The code comes in two parts. Firstly, a chain.erl module:
-module(chain). -export([run/1]). run(Num) -> Tail = chain(Num, self()), Tail ! 0, receive Result -> Result end. chain(0, Tail) -> Tail; chain(Num, Tail) -> chain(Num-1, spawn(fun() -> f(Tail) end)). f(Tail) -> receive Num -> Tail ! Num+1 end.
And secondly a simple escript to start it off (mostly to make it easy to run under time):
#!/usr/bin/env escript %%! +P 1000000 -smp disable -export([main/1]). main() -> Result = chain:run(100000), io:format("~p~n", [Result]).
And the run times:
$ time ./chain 100000 real 0m1.520s user 0m1.012s sys 0m0.468s $ time ./go-chain 100000 real 0m3.371s user 0m1.672s sys 0m1.000s
A couple of things to point out/mention:
- The Erlang code is just beautiful (well, maybe not the escript so much ;-)). To me, it's more readable than either the Python or Go versions.
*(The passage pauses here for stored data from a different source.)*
//! Integration tests for Cartwright.
//!
//! # Running Tests
//!
//! ```bash
//! # In-process server over in-memory storage
//! cargo test -p cartwright-integration-tests
//!
//! # Also exercise PostgreSQL (migrated database required)
//! STOREFRONT_DATABASE_URL=postgres://... cargo test -p cartwright-integration-tests -- --ignored
//! ```
//!
//! # Test Categories
//!
//! - `cart_api` - HTTP behavior of `/cart` through a real socket
//! - `cart_postgres` - Cart engine against `PostgreSQL`

use std::collections::BTreeMap;
use std::sync::Arc;

use reqwest::header::{COOKIE, SET_COOKIE};
use reqwest::{Client, Method, StatusCode};
use serde_json::Value;
use tokio::task::JoinHandle;

use cartwright_core::{ProductId, UserId, VariantId};
use cartwright_storefront::cart::identity::{ANONYMOUS_COOKIE_NAME, AUTH_COOKIE_NAME};
use cartwright_storefront::config::StorefrontConfig;
use cartwright_storefront::memory::{MemoryCartStore, MemoryCatalog, MemorySessionValidator};
use cartwright_storefront::routes;
use cartwright_storefront::state::AppState;

/// Product with sized variants.
pub const TEE: ProductId = ProductId::new(1);
pub const TEE_SMALL: VariantId = VariantId::new(11);
pub const TEE_LARGE: VariantId = VariantId::new(12);

/// Single-variant product.
pub const STICKER: ProductId = ProductId::new(2);
pub const STICKER_DEFAULT: VariantId = VariantId::new(21);

/// Session token accepted for [`ALICE`].
pub const ALICE_TOKEN: &str = "session-alice";
pub const ALICE: UserId = UserId::new(7);

/// Catalog every test server starts with.
#[must_use]
pub fn test_catalog() -> MemoryCatalog {
    MemoryCatalog::new()
        .with_product(
            TEE,
            "pineapple-tee",
            "Pineapple Tee",
            &[(TEE_SMALL, "Small"), (TEE_LARGE, "Large")],
        )
        .with_image(TEE, "https://cdn.example.com/tee.png")
        .with_product(
            STICKER,
            "sticker",
            "Sticker",
            &[(STICKER_DEFAULT, "Default Title")],
        )
}

/// Configuration for tests; the database URL is never dialed.
///
/// # Panics
///
/// Panics if the built-in variables fail to load.
#[must_use]
pub fn test_config() -> StorefrontConfig {
    StorefrontConfig::from_lookup(|key| match key {
        "STOREFRONT_DATABASE_URL" => Some("postgres://localhost/cartwright_test".to_string()),
        "STOREFRONT_BASE_URL" => Some("http://localhost:3000".to_string()),
        _ => None,
    })
    .expect("test configuration should load")
}

/// A storefront served on an ephemeral port over in-memory backends.
pub struct TestServer {
    pub base_url: String,
    pub store: MemoryCartStore,
    client: Client,
    handle: JoinHandle<()>,
}

impl TestServer {
    /// Start a server that knows [`ALICE_TOKEN`].
    pub async fn start() -> Self {
        Self::start_with(MemorySessionValidator::new().with_session(ALICE_TOKEN, ALICE)).await
    }

    /// Start a server with the given session backend.
    ///
    /// # Panics
    ///
    /// Panics if the listener cannot be bound.
    pub async fn start_with(sessions: MemorySessionValidator) -> Self {
        let store = MemoryCartStore::new();
        let state = AppState::with_backends(
            test_config(),
            Arc::new(store.clone()),
            Arc::new(test_catalog()),
            Arc::new(sessions),
        );

        let listener = tokio::net::TcpListener::bind("127.0.0.1:0")
            .await
            .expect("Failed to bind test listener");
        let addr = listener.local_addr().expect("listener has an address");

        let app = routes::app(state);
        let handle = tokio::spawn(async move {
            axum::serve(listener, app).await.expect("test server failed");
        });

        Self {
            base_url: format!("http://{addr}"),
            store,
            client: Client::new(),
            handle,
        }
    }

    /// A browser with an empty cookie jar.
    #[must_use]
    pub fn browser(&self) -> Browser {
        Browser {
            client: self.client.clone(),
            base_url: self.base_url.clone(),
            cookies: BTreeMap::new(),
        }
    }
}

impl Drop for TestServer {
    fn drop(&mut self) {
        self.handle.abort();
    }
}

/// A response as the tests inspect it.
#[derive(Debug)]
pub struct TestResponse {
    pub status: StatusCode,
    /// Raw `Set-Cookie` header, if any.
    pub set_cookie: Option<String>,
    /// `x-request-id` response header.
    pub request_id: Option<String>,
    /// JSON body, or `Value::Null` when the body is not JSON.
    pub body: Value,
    pub text: String,
}

impl TestResponse {
    /// `error.kind` of an error body.
    #[must_use]
    pub fn error_kind(&self) -> Option<&str> {
        self.body["error"]["kind"].as_str()
    }

    /// Quantity of the `(product, variant)` line in a cart body, or zero.
    #[must_use]
    pub fn quantity_of(&self, product: ProductId, variant: Option<VariantId>) -> u64 {
        self.body["items"]
            .as_array()
            .into_iter()
            .flatten()
            .find(|item| {
                item["product_id"].as_i64() == Some(i64::from(product.as_i32()))
                    && item["variant_id"].as_i64() == variant.map(|v| i64::from(v.as_i32()))
            })
            .and_then(|item| item["quantity"].as_u64())
            .unwrap_or(0)
    }

    /// Id of the first line in a cart body.
    ///
    /// # Panics
    ///
    /// Panics if the cart has no lines.
    #[must_use]
    pub fn first_line_id(&self) -> i64 {
        self.body["items"][0]["id"]
            .as_i64()
            .expect("cart should have a line")
    }
}

/// A cookie-keeping HTTP client, standing in for one browser.
pub struct Browser {
    client: Client,
    base_url: String,
    cookies: BTreeMap<String, String>,
}

impl Browser {
    /// Present a session token from now on.
    pub fn log_in(&mut self, token: &str) {
        self.cookies
            .insert(AUTH_COOKIE_NAME.to_string(), token.to_string());
    }

    /// Stop presenting the session token; the anonymous cookie stays.
    pub fn log_out(&mut self) {
        self.cookies.remove(AUTH_COOKIE_NAME);
    }

    /// The anonymous cart cookie value held by this browser.
    #[must_use]
    pub fn anonymous_id(&self) -> Option<&str> {
        self.cookies.get(ANONYMOUS_COOKIE_NAME).map(String::as_str)
    }

    pub async fn get(&mut self, path: &str) -> TestResponse {
        self.send(Method::GET, path, None).await
    }

    pub async fn post(&mut self, path: &str, body: Value) -> TestResponse {
        self.send(Method::POST, path, Some(body.to_string())).await
    }

    pub async fn put(&mut self, path: &str, body: Value) -> TestResponse {
        self.send(Method::PUT, path, Some(body.to_string())).await
    }

    pub async fn delete(&mut self, path: &str, body: Value) -> TestResponse {
        self.send(Method::DELETE, path, Some(body.to_string())).await
    }

    /// Send `body` verbatim as `application/json`.
    ///
    /// # Panics
    ///
    /// Panics if the server cannot be reached.
    pub async fn send(&mut self, method: Method, path: &str, body: Option<String>) -> TestResponse {
        let mut request = self
            .client
            .request(method, format!("{}{path}", self.base_url));

        if !self.cookies.is_empty() {
            let header = self
                .cookies
                .iter()
                .map(|(name, value)| format!("{name}={value}"))
                .collect::<Vec<_>>()
                .join("; ");
            request = request.header(COOKIE, header);
        }
        if let Some(body) = body {
            request = request
                .header(reqwest::header::CONTENT_TYPE, "application/json")
                .body(body);
        }

        let response = request.send().await.expect("request should reach server");
        let status = response.status();
        let set_cookie = header_string(&response, SET_COOKIE.as_str());
        let request_id = header_string(&response, "x-request-id");
        let text = response.text().await.expect("response body");
        let body = serde_json::from_str(&text).unwrap_or(Value::Null);

        if let Some(raw) = &set_cookie {
            self.remember(raw);
        }

        TestResponse {
            status,
            set_cookie,
            request_id,
            body,
            text,
        }
    }

    fn remember(&mut self, set_cookie: &str) {
        let pair = set_cookie.split(';').next().unwrap_or_default();
        if let Some((name, value)) = pair.split_once('=') {
            self.cookies
                .insert(name.trim().to_string(), value.trim().to_string());
        }
    }
}

fn header_string(response: &reqwest::Response, name: &str) -> Option<String> {
    response
        .headers()
        .get(name)
        .and_then(|value| value.to_str().ok())
        .map(String::from)
}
- I turned SMP off. Yes, it's an optimisation but then the tasks are running in series so it's never going to help.
- The Go version was compiled and linked using 8g and 8l.
- The Go version didn't always complete and sometimes took a *very* long time ... just not when running under time for some reason.
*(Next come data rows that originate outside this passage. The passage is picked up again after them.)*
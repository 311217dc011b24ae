//! The authoritative session: lobby, turn order, phase progression, end
//! conditions and the event log. All mutation goes through the action
//! pipeline in [`crate::actions`]; this module owns the state machine the
//! pipeline runs against.

use std::collections::HashMap;

use log::info;
use serde::{Deserialize, Serialize};
use thiserror::Error;

use crate::board::{Board, PathTile, PathTileType, Position, SpecialSquare, TilePosition};
use crate::cards::{Card, DecksSnapshot, Decks, EffectCard, EffectKind, ZoneNameCard};
use crate::config::GameConfig;
use crate::player::{Player, PlayerId, PlayerSnapshot};
use crate::rng::GameRng;
use crate::rules::{
    is_lost_to_corruption, phase_for_actions, Die, GamePhase, BOARD_HEIGHT, BOARD_WIDTH,
    EFFECT_DECK_SIZE, ESCAPE_FLOOR, ESCAPE_ITEMS_REQUIRED, EXPERIMENT_REPORTS_REQUIRED,
    MOVEMENT_DIE, PLAYER_ORDER_DIE, STARTING_HAND_SIZE,
};

pub const ESCAPE_EXIT_COUNT: usize = 2;

#[derive(Debug, Clone, Copy, PartialEq, Eq, Serialize, Deserialize)]
pub enum GameState {
    Waiting,
    PawnPlacement,
    Playing,
    Paused,
    Finished,
}

/// How a finished session ended.
#[derive(Debug, Clone, PartialEq, Eq, Serialize, Deserialize)]
pub enum GameOutcome {
    Escape { player_id: PlayerId },
    Research { player_id: PlayerId },
    Purification,
    CorruptionOverrun,
    Abandoned,
}

#[derive(Debug, Clone, PartialEq, Eq, Error)]
pub enum LobbyError {
    #[error("game is full")]
    GameFull,
    #[error("game has already started")]
    AlreadyStarted,
    #[error("not enough players to start")]
    TooFewPlayers,
    #[error("player is already in the game")]
    AlreadyJoined,
    #[error("player is not in the game")]
    UnknownPlayer,
    #[error("operation is not valid in the current state")]
    WrongState,
}

/// One entry in the session event log, shown to spectators and replays.
#[derive(Debug, Clone, Serialize, Deserialize)]
pub struct GameEvent {
    pub kind: String,
    pub message: String,
    pub actor: Option<PlayerId>,
    pub turn: u32,
    pub round: u32,
    pub phase: GamePhase,
}

#[derive(Debug, Clone, Serialize, Deserialize)]
pub struct GameSnapshot {
    pub id: String,
    pub state: GameState,
    pub phase: GamePhase,
    pub round: u32,
    pub turn_number: u32,
    pub total_actions: u32,
    pub current_player: Option<PlayerId>,
    pub players: Vec<PlayerSnapshot>,
    pub board: crate::board::BoardSnapshot,
    pub decks: DecksSnapshot,
    pub dice_results: HashMap<PlayerId, u8>,
    pub active_anomalies: Vec<String>,
    pub recent_events: Vec<GameEvent>,
    pub outcome: Option<GameOutcome>,
}

#[derive(Debug)]
pub struct Game {
    pub id: String,
    pub players: Vec<Player>,
    pub board: Board,
    pub decks: Decks,
    pub rng: GameRng,
    pub config: GameConfig,
    pub dice_results: HashMap<PlayerId, u8>,
    state: GameState,
    resume_state: Option<GameState>,
    phase: GamePhase,
    current_turn_index: usize,
    round: u32,
    turn_number: u32,
    total_actions: u32,
    anomaly_seen: bool,
    active_anomalies: Vec<EffectCard>,
    revealed_zone_cards: Vec<ZoneNameCard>,
    exits_revealed: bool,
    outcome: Option<GameOutcome>,
    events: Vec<GameEvent>,
}
//! Session registry: creates games, routes players to the game they are
//! in, and drops finished sessions.

use std::collections::HashMap;

use log::info;
use thiserror::Error;

use crate::config::GameConfig;
use crate::game::{Game, GameState, LobbyError};
use crate::player::PlayerId;
use crate::rng::GameRng;

#[derive(Debug, Clone, PartialEq, Eq, Error)]
pub enum RegistryError {
    #[error("game not found")]
    GameNotFound,
    #[error("player is already in a game")]
    AlreadyInGame,
    #[error("player is not in any game")]
    NotInAnyGame,
    #[error(transparent)]
    Lobby(#[from] LobbyError),
}

/// Owns every live session and the player-to-game index.
#[derive(Debug)]
pub struct GameRegistry {
    games: HashMap<String, Game>,
    player_index: HashMap<PlayerId, String>,
    next_game_seq: u64,
    default_config: GameConfig,
}

impl GameRegistry {
    pub fn new(default_config: GameConfig) -> Self {
        Self {
            games: HashMap::new(),
            player_index: HashMap::new(),
            next_game_seq: 0,
            default_config,
        }
    }

    pub fn create_game(&mut self) -> String {
        self.create_game_with_rng(GameRng::new())
    }

    /// Seeded variant; the id is still sequence-derived so replays stay
    /// addressable.
    pub fn create_game_with_rng(&mut self, rng: GameRng) -> String {
        self.next_game_seq += 1;
        let id = format!("game-{}", self.next_game_seq);
        let game = Game::with_rng(id.clone(), self.default_config.clone(), rng);
        info!("created game {}", id);
        let _ = self.games.insert(id.clone(), game);
        id
    }

    pub fn game(&self, id: &str) -> Option<&Game> {
        self.games.get(id)
    }

    pub fn game_mut(&mut self, id: &str) -> Option<&mut Game> {
        self.games.get_mut(id)
    }

    /// The game the player currently sits in.
    pub fn game_of(&self, player: &str) -> Option<&Game> {
        self.games.get(self.player_index.get(player)?)
    }

    pub fn game_of_mut(&mut self, player: &str) -> Option<&mut Game> {
        let id = self.player_index.get(player)?.clone();
        self.games.get_mut(&id)
    }

    /// A player may only sit in one game at a time.
    pub fn join_game(
        &mut self,
        game_id: &str,
        player_id: PlayerId,
        name: String,
    ) -> Result<u8, RegistryError> {
        if self.player_index.contains_key(&player_id) {
            return Err(RegistryError::AlreadyInGame);
        }
        let game = self
            .games
            .get_mut(game_id)
            .ok_or(RegistryError::GameNotFound)?;
        let number = game.add_player(player_id.clone(), name)?;
        let _ = self.player_index.insert(player_id, game_id.to_string());
        Ok(number)
    }

    /// Removes the player from their game; a game left empty is dropped.
    pub fn leave_game(&mut self, player_id: &str) -> Result<(), RegistryError> {
        let game_id = self
            .player_index
            .remove(player_id)
            .ok_or(RegistryError::NotInAnyGame)?;
        if let Some(game) = self.games.get_mut(&game_id) {
            let _ = game.remove_player(player_id);
            if game.players.is_empty() {
                info!("dropping empty game {}", game_id);
                let _ = self.games.remove(&game_id);
            }
        }
        Ok(())
    }

    /// Lobbies that can still be joined, sorted by id for stable listings.
    pub fn open_games(&self) -> Vec<&Game> {
        let mut open: Vec<&Game> = self
            .games
            .values()
            .filter(|game| {
                game.state() == GameState::Waiting
                    && game.players.len() < game.config.max_players
            })
            .collect();
        open.sort_by(|a, b| a.id.cmp(&b.id));
        open
    }

    pub fn game_count(&self) -> usize {
        self.games.len()
    }

    /// Garbage-collects finished sessions and their index entries.
    pub fn remove_finished(&mut self) -> usize {
        let finished: Vec<String> = self
            .games
            .iter()
            .filter(|(_, game)| game.state() == GameState::Finished)
            .map(|(id, _)| id.clone())
            .collect();
        for id in &finished {
            self.player_index.retain(|_, game_id| game_id != id);
            let _ = self.games.remove(id);
            info!("removed finished game {}", id);
        }
        finished.len()
    }
}

impl Default for GameRegistry {
    fn default() -> Self {
        Self::new(GameConfig::default())
    }
}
- Go seemed to use about 3x as much memory.
What does this prove? Absolutely nothing! Firstly, it's an unrealistic application. Also, Go is really quite new and I'm sure performance and memory use will improve in the coming months.
So why did I do this? Simply, because I really enjoy playing with Erlang and Go is interesting and a hot topic. (In my opinion anything with concurrency built into the runtime is onto a good thing ... I sure wish we didn't have to resort to Twisted, Stackless, greenlets or generator hacks in Python.)